***** Exercise data
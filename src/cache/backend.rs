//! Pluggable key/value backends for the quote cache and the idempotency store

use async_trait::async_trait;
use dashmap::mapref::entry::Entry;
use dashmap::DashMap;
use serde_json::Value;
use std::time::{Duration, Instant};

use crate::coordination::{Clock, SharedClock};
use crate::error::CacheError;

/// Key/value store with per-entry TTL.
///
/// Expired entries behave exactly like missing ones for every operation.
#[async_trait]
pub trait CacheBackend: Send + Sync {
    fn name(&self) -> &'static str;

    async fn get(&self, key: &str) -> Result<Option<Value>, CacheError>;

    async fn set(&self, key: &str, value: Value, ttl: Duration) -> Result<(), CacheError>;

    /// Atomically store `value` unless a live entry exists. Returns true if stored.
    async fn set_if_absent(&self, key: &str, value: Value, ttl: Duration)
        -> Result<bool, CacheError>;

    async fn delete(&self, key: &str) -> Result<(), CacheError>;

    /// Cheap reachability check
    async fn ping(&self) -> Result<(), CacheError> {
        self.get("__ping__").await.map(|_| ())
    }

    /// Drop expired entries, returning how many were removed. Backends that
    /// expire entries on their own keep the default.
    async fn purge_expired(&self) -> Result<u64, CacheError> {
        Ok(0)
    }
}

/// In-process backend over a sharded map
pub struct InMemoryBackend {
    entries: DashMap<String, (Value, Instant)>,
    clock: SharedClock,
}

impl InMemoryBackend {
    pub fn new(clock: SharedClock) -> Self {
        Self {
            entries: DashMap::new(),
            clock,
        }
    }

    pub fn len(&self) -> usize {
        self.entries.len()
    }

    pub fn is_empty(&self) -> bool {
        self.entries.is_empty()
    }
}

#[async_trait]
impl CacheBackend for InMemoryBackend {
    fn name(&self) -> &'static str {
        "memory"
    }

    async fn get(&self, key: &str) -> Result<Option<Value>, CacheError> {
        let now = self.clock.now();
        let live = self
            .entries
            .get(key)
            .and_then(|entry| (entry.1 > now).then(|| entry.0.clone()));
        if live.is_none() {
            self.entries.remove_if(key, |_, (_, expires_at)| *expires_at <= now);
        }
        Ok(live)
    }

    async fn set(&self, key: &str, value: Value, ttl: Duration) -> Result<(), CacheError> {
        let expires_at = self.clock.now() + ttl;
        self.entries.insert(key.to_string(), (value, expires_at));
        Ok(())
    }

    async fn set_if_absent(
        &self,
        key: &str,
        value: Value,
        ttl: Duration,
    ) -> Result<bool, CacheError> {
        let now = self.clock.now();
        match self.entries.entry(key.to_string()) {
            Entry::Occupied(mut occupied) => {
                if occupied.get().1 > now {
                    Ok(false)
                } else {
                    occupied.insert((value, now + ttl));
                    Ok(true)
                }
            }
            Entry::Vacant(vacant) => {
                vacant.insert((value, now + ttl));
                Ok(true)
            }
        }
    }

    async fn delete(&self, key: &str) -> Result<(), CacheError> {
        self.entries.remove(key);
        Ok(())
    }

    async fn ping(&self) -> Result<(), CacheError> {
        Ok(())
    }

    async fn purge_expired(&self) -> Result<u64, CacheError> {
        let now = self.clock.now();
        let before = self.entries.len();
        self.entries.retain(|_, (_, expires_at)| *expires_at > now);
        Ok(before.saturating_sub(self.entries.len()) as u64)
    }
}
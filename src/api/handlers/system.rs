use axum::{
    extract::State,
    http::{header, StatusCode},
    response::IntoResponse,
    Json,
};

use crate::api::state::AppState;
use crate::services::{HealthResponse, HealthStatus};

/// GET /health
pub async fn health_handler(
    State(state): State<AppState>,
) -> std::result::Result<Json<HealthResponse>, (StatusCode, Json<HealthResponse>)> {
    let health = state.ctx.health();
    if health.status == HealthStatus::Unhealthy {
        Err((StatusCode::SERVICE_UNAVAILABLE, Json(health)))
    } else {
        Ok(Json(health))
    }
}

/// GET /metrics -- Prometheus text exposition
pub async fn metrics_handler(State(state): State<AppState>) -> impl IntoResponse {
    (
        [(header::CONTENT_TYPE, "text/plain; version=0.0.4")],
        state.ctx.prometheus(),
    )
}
**********
## Problem to work on:
I'd like the records returned exactly as they were written, please.

## Response area:
filename src/cache/backend.rs
//! Pluggable key/value backends for the quote cache and the idempotency store

use async_trait::async_trait;
use dashmap::mapref::entry::Entry;
use dashmap::DashMap;
use serde_json::Value;
use std::time::{Duration, Instant};

use crate::coordination::{Clock, SharedClock};
use crate::error::CacheError;

/// Key/value store with per-entry TTL.
///
/// Expired entries behave exactly like missing ones for every operation.
#[async_trait]
pub trait CacheBackend: Send + Sync {
    fn name(&self) -> &'static str;

    async fn get(&self, key: &str) -> Result<Option<Value>, CacheError>;

    async fn set(&self, key: &str, value: Value, ttl: Duration) -> Result<(), CacheError>;

    /// Atomically store `value` unless a live entry exists. Returns true if stored.
    async fn set_if_absent(&self, key: &str, value: Value, ttl: Duration)
        -> Result<bool, CacheError>;

    async fn delete(&self, key: &str) -> Result<(), CacheError>;

    /// Cheap reachability check
    async fn ping(&self) -> Result<(), CacheError> {
        self.get("__ping__").await.map(|_| ())
    }

    /// Drop expired entries, returning how many were removed. Backends that
    /// expire entries on their own keep the default.
    async fn purge_expired(&self) -> Result<u64, CacheError> {
        Ok(0)
    }
}

/// In-process backend over a sharded map
pub struct InMemoryBackend {
    entries: DashMap<String, (Value, Instant)>,
    clock: SharedClock,
}

impl InMemoryBackend {
    pub fn new(clock: SharedClock) -> Self {
        Self {
            entries: DashMap::new(),
            clock,
        }
    }

    pub fn len(&self) -> usize {
        self.entries.len()
    }

    pub fn is_empty(&self) -> bool {
        self.entries.is_empty()
    }
}

#[async_trait]
impl CacheBackend for InMemoryBackend {
    fn name(&self) -> &'static str {
        "memory"
    }

    async fn get(&self, key: &str) -> Result<Option<Value>, CacheError> {
        let now = self.clock.now();
        let live = self
            .entries
            .get(key)
            .and_then(|entry| (entry.1 > now).then(|| entry.0.clone()));
        if live.is_none() {
            self.entries.remove_if(key, |_, (_, expires_at)| *expires_at <= now);
        }
        Ok(live)
    }

    async fn set(&self, key: &str, value: Value, ttl: Duration) -> Result<(), CacheError> {
        let expires_at = self.clock.now() + ttl;
        self.entries.insert(key.to_string(), (value, expires_at));
        Ok(())
    }

    async fn set_if_absent(
        &self,
        key: &str,
        value: Value,
        ttl: Duration,
    ) -> Result<bool, CacheError> {
        let now = self.clock.now();
        match self.entries.entry(key.to_string()) {
            Entry::Occupied(mut occupied) => {
                if occupied.get().1 > now {
                    Ok(false)
                } else {
                    occupied.insert((value, now + ttl));
                    Ok(true)
                }
            }
            Entry::Vacant(vacant) => {
                vacant.insert((value, now + ttl));
                Ok(true)
            }
        }
    }

    async fn delete(&self, key: &str) -> Result<(), CacheError> {
        self.entries.remove(key);
        Ok(())
    }

    async fn ping(&self) -> Result<(), CacheError> {
        Ok(())
    }

    async fn purge_expired(&self) -> Result<u64, CacheError> {
        let now = self.clock.now();
        let before = self.entries.len();
        self.entries.retain(|_, (_, expires_at)| *expires_at > now);
        Ok(before.saturating_sub(self.entries.len()) as u64)
    }
}
filename src/api/handlers/system.rs
use axum::{
    extract::State,
    http::{header, StatusCode},
    response::IntoResponse,
    Json,
};

use crate::api::state::AppState;
use crate::services::{HealthResponse, HealthStatus};

/// GET /health
pub async fn health_handler(
    State(state): State<AppState>,
) -> std::result::Result<Json<HealthResponse>, (StatusCode, Json<HealthResponse>)> {
    let health = state.ctx.health();
    if health.status == HealthStatus::Unhealthy {
        Err((StatusCode::SERVICE_UNAVAILABLE, Json(health)))
    } else {
        Ok(Json(health))
    }
}

/// GET /metrics -- Prometheus text exposition
pub async fn metrics_handler(State(state): State<AppState>) -> impl IntoResponse {
    (
        [(header::CONTENT_TYPE, "text/plain; version=0.0.4")],
        state.ctx.prometheus(),
    )
}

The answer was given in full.